Loftus said he served in the U.S. Army in the 1990s, and he was attracted to the group's pro-Trump stance and their motto - taken from the military's oath of enlistment - that they "defend the Constitution against all enemies, foreign and domestic." So Loftus paid for an annual membership with the group, which cost $40 at the time. (The membership fee is now $50 per year.)
Loftus said he ultimately only participated in one event with the Oath Keepers. In October 2019, the group called on volunteers to provide "security escorts for rally attendees" at a Trump event in Minneapolis, Minn. Oath Keepers have frequently been seen at similar events openly carrying rifles, but Loftus said he went to Minneapolis unarmed, and just helped escort rally-goers back to their cars.
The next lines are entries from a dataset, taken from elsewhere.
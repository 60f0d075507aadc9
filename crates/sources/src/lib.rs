//! Sluice - Sources
//!
//! Network listeners that hand received messages to the pipeline
//! [`Ingestor`](sluice_pipeline::Ingestor).
//!
//! # Available Sources
//!
//! - **UDP** - GELF over UDP, chunked or whole datagrams, with multi-worker
//!   support via `SO_REUSEPORT`
//!
//! # Design Principles
//!
//! - **Durable hand-off**: a datagram counts as ingested once the journal
//!   accepted it; throttled datagrams are dropped (UDP is best effort)
//! - **Async I/O**: Built on `tokio` for non-blocking operations
//! - **Kernel load balancing**: each worker owns a socket bound to the same
//!   port
//!
//! # Example
//!
//! ```ignore
//! use sluice_sources::GelfUdpSource;
//!
//! let source = GelfUdpSource::new(udp_config, pipeline.ingestor());
//! let metrics = source.metrics_handle();
//! source.run(cancel.clone()).await?;
//! ```

pub mod udp;

pub use udp::{GelfUdpSource, UdpSourceError, UdpSourceMetricsHandle};
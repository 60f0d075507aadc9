//! Sluice Configuration
//!
//! TOML-based configuration loading with sensible defaults.
//! An empty file is a valid configuration - only specify what you need to change.
//!
//! # Parsing
//!
//! Use the `FromStr` trait to parse configuration:
//!
//! ```
//! use sluice_config::Config;
//! use std::str::FromStr;
//!
//! let config = Config::from_str("[sink]\ntype = \"null\"").unwrap();
//! assert_eq!(config.sink.type_name(), "null");
//! ```
//!
//! # Example Config
//!
//! ```toml
//! [journal]
//! path = "/var/lib/sluice/journal"
//! max_segment_size = 104857600
//!
//! [buffers]
//! process_capacity = 65536
//! output_capacity = 65536
//!
//! [admission]
//! high_water = 95.0
//! low_water = 80.0
//!
//! [dispatcher]
//! batch_size = 500
//! flush_interval = "1s"
//!
//! [sink]
//! type = "file"
//! path = "logs/messages.log"
//!
//! [sources.udp]
//! port = 12201
//! ```

mod assembler;
mod buffers;
mod dispatcher;
mod error;
mod journal;
mod logging;
mod metrics;
mod sinks;
mod sources;
mod validation;

use std::fs;
use std::path::Path;
use std::str::FromStr;

pub use assembler::AssemblerConfig;
pub use buffers::{AdmissionConfig, BuffersConfig};
pub use dispatcher::{DispatcherConfig, ProcessingConfig};
pub use error::{ConfigError, Result};
pub use journal::{FsyncMode, JournalConfig, RetentionConfig};
pub use logging::{LogConfig, LogFormat, LogLevel, LogOutput};
pub use metrics::{MetricsConfig, MetricsFormat};
pub use sinks::{FileSinkConfig, SinkConfig, StdoutSinkConfig};
pub use sources::{SourcesConfig, UdpSourceConfig};

use serde::Deserialize;

/// Main configuration structure
///
/// All sections are optional with sensible defaults.
#[derive(Debug, Clone, Default, Deserialize)]
#[serde(default)]
pub struct Config {
    /// Logging configuration
    pub log: LogConfig,

    /// Metrics reporting configuration
    pub metrics: MetricsConfig,

    /// Commit log journal
    pub journal: JournalConfig,

    /// Ring buffer capacities
    pub buffers: BuffersConfig,

    /// Admission control watermarks
    pub admission: AdmissionConfig,

    /// Chunk reassembly limits
    pub assembler: AssemblerConfig,

    /// Processing stage workers
    pub processing: ProcessingConfig,

    /// Output dispatcher batching and retry policy
    pub dispatcher: DispatcherConfig,

    /// Downstream sink
    pub sink: SinkConfig,

    /// Network sources
    pub sources: SourcesConfig,
}

impl Config {
    /// Load configuration from a TOML file
    ///
    /// # Errors
    ///
    /// Returns error if the file cannot be read, contains invalid TOML, or
    /// fails validation.
    pub fn from_file<P: AsRef<Path>>(path: P) -> Result<Self> {
        let path = path.as_ref();
        let contents = fs::read_to_string(path).map_err(|e| ConfigError::IoError {
            path: path.display().to_string(),
            source: e,
        })?;

        Self::from_str(&contents)
    }

    /// Parse and validate configuration from a TOML string
    fn parse(s: &str) -> Result<Self> {
        let config: Config = toml::from_str(s)?;
        config.validate()?;
        Ok(config)
    }

    /// Validate the configuration
    pub fn validate(&self) -> Result<()> {
        validation::validate_config(self)
    }

    /// Whether the UDP source should be started
    pub fn udp_enabled(&self) -> bool {
        self.sources.udp.as_ref().is_some_and(|udp| udp.enabled)
    }
}

impl FromStr for Config {
    type Err = ConfigError;

    fn from_str(s: &str) -> Result<Self> {
        Self::parse(s)
    }
}

#[cfg(test)]
mod tests {
    use super::*;
    use std::io::Write;
    use std::time::Duration;

    #[test]
    fn test_example_config_parses() {
        let config = Config::from_str(include_str!("../../../configs/sluice.toml")).unwrap();
        assert!(config.udp_enabled());
        assert_eq!(config.sink.type_name(), "file");
        assert_eq!(config.processing.workers, 2);
    }

    #[test]
    fn test_empty_config_uses_defaults() {
        let config = Config::from_str("").unwrap();
        assert_eq!(config.buffers.process_capacity, 65536);
        assert_eq!(config.sink.type_name(), "stdout");
        assert!(!config.udp_enabled());
    }

    #[test]
    fn test_full_config_parse() {
        let toml = r#"
[log]
level = "debug"

[metrics]
interval = "5s"

[journal]
path = "/tmp/sluice/journal"
max_segment_size = 4096
fsync = "every_append"

[journal.retention]
max_age = "1h"

[buffers]
process_capacity = 1024
output_capacity = 512

[admission]
high_water = 90.0
low_water = 70.0

[assembler]
ttl = "3s"

[processing]
workers = 2

[dispatcher]
batch_size = 100
max_retries = 5

[sink]
type = "file"
path = "logs/out.log"

[sources.udp]
port = 12201
num_workers = 2
"#;
        let config = Config::from_str(toml).unwrap();

        assert_eq!(config.log.level, LogLevel::Debug);
        assert_eq!(config.metrics.interval, Duration::from_secs(5));
        assert_eq!(config.journal.max_segment_size, 4096);
        assert_eq!(config.journal.fsync, FsyncMode::EveryAppend);
        assert_eq!(config.journal.retention.max_age, Duration::from_secs(3600));
        assert_eq!(config.buffers.output_capacity, 512);
        assert_eq!(config.admission.low_water, 70.0);
        assert_eq!(config.assembler.ttl, Duration::from_secs(3));
        assert_eq!(config.processing.workers, 2);
        assert_eq!(config.dispatcher.max_retries, 5);
        assert_eq!(config.sink.type_name(), "file");
        assert!(config.udp_enabled());
    }

    #[test]
    fn test_invalid_toml() {
        let result = Config::from_str("invalid { toml");
        assert!(matches!(result, Err(ConfigError::ParseError(_))));
    }

    #[test]
    fn test_from_file() {
        let mut file = tempfile::NamedTempFile::new().unwrap();
        writeln!(file, "[buffers]\noutput_capacity = 64").unwrap();

        let config = Config::from_file(file.path()).unwrap();
        assert_eq!(config.buffers.output_capacity, 64);
    }

    #[test]
    fn test_from_missing_file() {
        let err = Config::from_file("/nonexistent/sluice.toml").unwrap_err();
        assert!(matches!(err, ConfigError::IoError { .. }));
    }
}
He said he also briefly met the eyepatch-wearing founder and leader of the Oath Keepers, Stewart Rhodes.
Loftus said he decided to stop paying dues to the group just a few months later. He said he was concerned with how the Oath Keepers spent the money received from members' dues. "I don't know where the money goes," said Loftus. "There was no transparency."
Around that time, Loftus said, he also started turning away from some of the media that introduced him to the Oath Keepers in the first place. "Back in those days, I'd listen to Alex Jones," Loftus said. "I don't listen to that nutbag anymore."
By the time of the Capitol riot, Loftus said he had lost track of the group, and wasn't aware that members of the group were in Washington, DC that day. When he heard the Oath Keepers were under federal investigation for their alleged involvement in the attack, Loftus said he thought to himself, "I'm glad I stopped paying dues." He condemned the rioters who committed violence on Jan. 6, and said he accepted responsibility for his own actions. "I understand I did something wrong," Loftus said, "and I'm going to pay the piper."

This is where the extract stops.